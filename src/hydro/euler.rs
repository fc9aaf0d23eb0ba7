use std::ops::{Add, Div, Mul, Sub};

use super::error::Error;
use super::geometry::Direction;
use crate::grid::{uid, NUM_FIELDS};




// ============================================================================
pub struct Conserved(pub [f64; NUM_FIELDS]);
pub struct Primitive(pub [f64; NUM_FIELDS]);




// ============================================================================
impl Conserved {

    pub fn from_slice(cons: &[f64]) -> Self {
        let mut data = [0.0; NUM_FIELDS];
        data.copy_from_slice(cons);
        Self(data)
    }

    pub fn write_to_slice(&self, cons: &mut [f64]) {
        cons.copy_from_slice(&self.0)
    }

    pub fn mass_density(&self) -> f64 {
        self.0[uid::DEN]
    }

    pub fn energy_density(&self) -> f64 {
        self.0[uid::PRE]
    }

    pub fn momentum(&self, direction: Direction) -> f64 {
        self.0[uid::VEL0 + direction.axis()]
    }

    pub fn momentum_squared(&self) -> f64 {
        (0..3).map(|a| self.0[uid::VEL0 + a] * self.0[uid::VEL0 + a]).sum()
    }

    pub fn to_primitive(&self, gamma_law_index: f64) -> Result<Primitive, Error> {
        let d = self.mass_density();
        let ek = 0.5 * self.momentum_squared() / d;
        let et = self.energy_density() - ek;
        let pg = et * (gamma_law_index - 1.0);

        if d < 0.0 {
            Err(Error::UnphysicalDensity { density: d })
        } else if pg < 0.0 {
            Err(Error::UnphysicalPressure { pressure: pg, energy: self.energy_density() })
        } else {
            let mut prim = [0.0; NUM_FIELDS];
            prim[uid::DEN] = d;
            prim[uid::PRE] = pg;
            for a in 0..3 {
                prim[uid::VEL0 + a] = self.0[uid::VEL0 + a] / d;
            }
            prim[uid::HII] = self.0[uid::HII] / d;
            prim[uid::ADV] = self.0[uid::ADV] / d;
            Ok(Primitive(prim))
        }
    }
}




// ============================================================================
impl Primitive {

    pub fn from_slice(prim: &[f64]) -> Self {
        let mut data = [0.0; NUM_FIELDS];
        data.copy_from_slice(prim);
        Self(data)
    }

    pub fn write_to_slice(&self, prim: &mut [f64]) {
        prim.copy_from_slice(&self.0)
    }

    pub fn mass_density(&self) -> f64 {
        self.0[uid::DEN]
    }

    pub fn gas_pressure(&self) -> f64 {
        self.0[uid::PRE]
    }

    pub fn ion_fraction(&self) -> f64 {
        self.0[uid::HII]
    }

    pub fn tracer(&self) -> f64 {
        self.0[uid::ADV]
    }

    pub fn velocity(&self, direction: Direction) -> f64 {
        self.0[uid::VEL0 + direction.axis()]
    }

    pub fn velocity_squared(&self) -> f64 {
        (0..3).map(|a| self.0[uid::VEL0 + a] * self.0[uid::VEL0 + a]).sum()
    }

    pub fn sound_speed_squared(&self, gamma_law_index: f64) -> f64 {
        gamma_law_index * self.gas_pressure() / self.mass_density()
    }

    pub fn specific_internal_energy(&self, gamma_law_index: f64) -> f64 {
        self.gas_pressure() / self.mass_density() / (gamma_law_index - 1.0)
    }

    pub fn mach_number(&self, gamma_law_index: f64) -> f64 {
        (self.velocity_squared() / self.sound_speed_squared(gamma_law_index)).sqrt()
    }

    pub fn outer_wavespeeds(&self, direction: Direction, gamma_law_index: f64) -> (f64, f64) {
        let cs = self.sound_speed_squared(gamma_law_index).sqrt();
        let vn = self.velocity(direction);
        (vn - cs, vn + cs)
    }

    pub fn max_signal_speed(&self, gamma_law_index: f64) -> f64 {
        f64::sqrt(self.velocity_squared()) + f64::sqrt(self.sound_speed_squared(gamma_law_index))
    }

    pub fn to_conserved(&self, gamma_law_index: f64) -> Conserved {
        let d = self.mass_density();
        let p = self.gas_pressure();
        let vsq = self.velocity_squared();

        let mut cons = [0.0; NUM_FIELDS];
        cons[uid::DEN] = d;
        cons[uid::PRE] = d * vsq * 0.5 + p / (gamma_law_index - 1.0);
        for a in 0..3 {
            cons[uid::VEL0 + a] = d * self.0[uid::VEL0 + a];
        }
        cons[uid::HII] = d * self.ion_fraction();
        cons[uid::ADV] = d * self.tracer();
        Conserved(cons)
    }

    pub fn flux_vector(&self, direction: Direction, gamma_law_index: f64) -> Conserved {
        let pg = self.gas_pressure();
        let vn = self.velocity(direction);
        let u = self.to_conserved(gamma_law_index);

        let mut flux = [0.0; NUM_FIELDS];
        flux[uid::DEN] = u.0[uid::DEN] * vn;
        flux[uid::PRE] = u.0[uid::PRE] * vn + pg * vn;
        for a in 0..3 {
            flux[uid::VEL0 + a] =
                u.0[uid::VEL0 + a] * vn + pg * direction.along(Direction::from_axis(a));
        }
        flux[uid::HII] = u.0[uid::HII] * vn;
        flux[uid::ADV] = u.0[uid::ADV] * vn;
        Conserved(flux)
    }

    pub fn reflect(&self, direction: Direction) -> Primitive {
        let mut prim = self.0;
        prim[uid::VEL0 + direction.axis()] = -prim[uid::VEL0 + direction.axis()];
        Primitive(prim)
    }
}




// ============================================================================
impl Add<Conserved> for Conserved {
    type Output = Conserved;
    fn add(self, u: Self) -> Conserved {
        let mut data = self.0;
        for (x, y) in data.iter_mut().zip(u.0.iter()) {
            *x += y;
        }
        Conserved(data)
    }
}

impl Sub<Conserved> for Conserved {
    type Output = Self;
    fn sub(self, u: Self) -> Self {
        let mut data = self.0;
        for (x, y) in data.iter_mut().zip(u.0.iter()) {
            *x -= y;
        }
        Conserved(data)
    }
}

impl Mul<f64> for Conserved {
    type Output = Self;
    fn mul(self, a: f64) -> Self {
        let mut data = self.0;
        for x in data.iter_mut() {
            *x *= a;
        }
        Conserved(data)
    }
}

impl Div<f64> for Conserved {
    type Output = Self;
    fn div(self, a: f64) -> Self {
        let mut data = self.0;
        for x in data.iter_mut() {
            *x /= a;
        }
        Conserved(data)
    }
}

Work item: Please give the count of lines in the listing that include the string "struct", with no words around it.

Solution to the exercise: 2